Sounds fine, right? Lots of different medical options to try here, he has some information about the brief experience on the straight/pure form of cipramil (escitalopram, or Lexapro) when taken a year or so earlier and that information about cipramil too. His brief experience was when already somewhat in a hypomanic state but more than anything else was suffering crushing anxiety due to the two worlds colliding. The lexapro got him over the anxiety so it wasn’t paralysing – and then it was discontinued as it no longer had any requirement nor positive effect.
You want to take a guess at this point, what his amazing medical treatment plan recommendation was?
Just lexapro. On its own. And lexapro, otherwise known as escitalopram is the more pure version of citalopram – aka cipramil.

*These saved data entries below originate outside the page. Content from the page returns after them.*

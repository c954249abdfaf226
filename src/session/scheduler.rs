use std::time::Instant;

/// Single-shot deferred actions, polled by the event loop.
///
/// Nothing is ever cancelled. Two entries may target the same visual element;
/// they fire in deadline order, so the later one wins.
#[derive(Clone, Debug)]
pub struct Scheduler<A> {
    pending: Vec<(Instant, A)>,
}

impl<A> Default for Scheduler<A> {
    fn default() -> Self {
        Self {
            pending: Vec::new(),
        }
    }
}

impl<A> Scheduler<A> {
    pub fn schedule(&mut self, at: Instant, action: A) {
        // stable insert keeps equal deadlines in scheduling order
        let idx = self.pending.partition_point(|(t, _)| *t <= at);
        self.pending.insert(idx, (at, action));
    }

    /// Remove and return every action due at `now`, earliest first.
    pub fn due(&mut self, now: Instant) -> Vec<A> {
        let split = self.pending.partition_point(|(t, _)| *t <= now);
        self.pending.drain(..split).map(|(_, a)| a).collect()
    }

    /// When the event loop next needs to wake up.
    pub fn next_deadline(&self) -> Option<Instant> {
        self.pending.first().map(|(t, _)| *t)
    }

    pub fn len(&self) -> usize {
        self.pending.len()
    }

    pub fn is_empty(&self) -> bool {
        self.pending.is_empty()
    }
}
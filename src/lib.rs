//! Touch-typing tutor core: keyboard layout emulation with dead key composition,
//! and the prompt matching state machine that scores a practice session.

pub mod app;
pub mod config;
pub mod event;
pub mod keyboard;
pub mod lesson;
pub mod session;
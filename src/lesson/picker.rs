use rand::Rng;
use rand::SeedableRng;
use rand::rngs::SmallRng;

/// Random prompt selection within the current level.
pub struct PromptPicker {
    lines: Vec<String>,
    last: Option<usize>,
    rng: SmallRng,
}

impl PromptPicker {
    pub fn new(lines: Vec<String>) -> Self {
        Self::with_rng(lines, SmallRng::from_entropy())
    }

    pub fn with_seed(lines: Vec<String>, seed: u64) -> Self {
        Self::with_rng(lines, SmallRng::seed_from_u64(seed))
    }

    fn with_rng(lines: Vec<String>, rng: SmallRng) -> Self {
        Self {
            lines,
            last: None,
            rng,
        }
    }

    pub fn set_lines(&mut self, lines: Vec<String>) {
        self.lines = lines;
        self.last = None;
    }

    pub fn is_empty(&self) -> bool {
        self.lines.is_empty()
    }

    /// A random line, never the same one twice in a row when there is a choice.
    /// `None` when the level has no lines.
    pub fn next_prompt(&mut self) -> Option<String> {
        let idx = match self.lines.len() {
            0 => return None,
            1 => 0,
            n => match self.last {
                Some(last) => {
                    let i = self.rng.gen_range(0..n - 1);
                    if i >= last { i + 1 } else { i }
                }
                None => self.rng.gen_range(0..n),
            },
        };
        self.last = Some(idx);
        Some(self.lines[idx].clone())
    }
}
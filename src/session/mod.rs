pub mod matcher;
pub mod scheduler;
pub mod timer;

So let’s get this straight. I tell you these behaviours (clearly manic) began after taking X medication, which is known to induce mania in some bipolar patients, following a deep depression of around 18 months duration.
AND YOU DON’T WORK IT OUT??
It’s not hard! Even the GP, who was there to prescribe the recommendation only – added a mood stabiliser/antipsychotic. He in fact suggested NOT taking the lexapro, just taking the AP and seeing if that worked. When it wasn’t, he did add the lexapro – but the particular antipsychotic wasn’t working at the dose he was on, and was too sedating to increase. So he changed the type, and put him on an anti-convulsant (Epilim).
At a dose far below recommended starting doses. A third of, in fact, just 200mg. And kept the lexapro.
So what happened?
Oh yeah, hello dysphoric mania. Aren’t you a bundle of fun. For everyone.
The doctor, operating with limited specialised knowledge, just what he’s seen with other patients, and a website, is trying to do the best he can. But even he has questioned the recommendation.
Am I the only person on the planet who sees the incompetence in that? I am uneducated, self-read and it stinks to me.
I’m sorry, but if you come to me and say I took X and it made me hyper/manic/etc and you think I have this disease that is known to react that way to X, why would you then say oh this is how you treat it… with X?!?!?!?!?!?!?!?!?!?!?!?!?!?
So I took over. Which is so wrong, but the appointment with a different psychiatrist isn’t until the end of the month and this dysphoric mania needs to be stamped out as quickly as possible because it is psychologically, physically and emotionally difficult, damaging and unsustainable. The support network my husband has will disappear if it doesn’t.
For a start, I increased the epilim. First to 400mg then to 600mg a week later. This is the ‘starting’ dose that is recommended, he was on 200mg (which when combined with lexapro let the dysphoric mania flourish). I also stopped the lexapro. Today he starts 800mg of Epilim and tomorrow he goes back to the GP, to discuss a further plan to continue the increase, until the HYPOMANIA GOES AWAY. On 600mg it is still present.
He also seems to need 3 doses a day instead of 2, and beyond where it is right now, working out how to split the amount is important. I think more in the day than the night due to the wearing off. I know some take it 3 times due to a similar issue. The night dose I think should be smallest particularly as it is not sedating him in any way, and the fast-action means any higher dose at night may be wasted during sleep.
I am not a doctor. I don’t have the legal right to make these changes. I’ve read until my brain feels like falling out. I’ve looked for reputable information, prescriber services, deciphered information meant for professionals AND have looked at personal accounts. And I have reached the limits. I know it needs to go up, I know until ‘when’ and I know the maximum dose plus recommended daily dose based on mg/kg. I just don’t know how to do that. And I can’t take blood 😛
So this – this makes me want to be a psychiatrist. So I can be competent. So I can pay attention to clients and patients. So I can give GOOD recommendations. And I can make changes that are glaringly obviously required.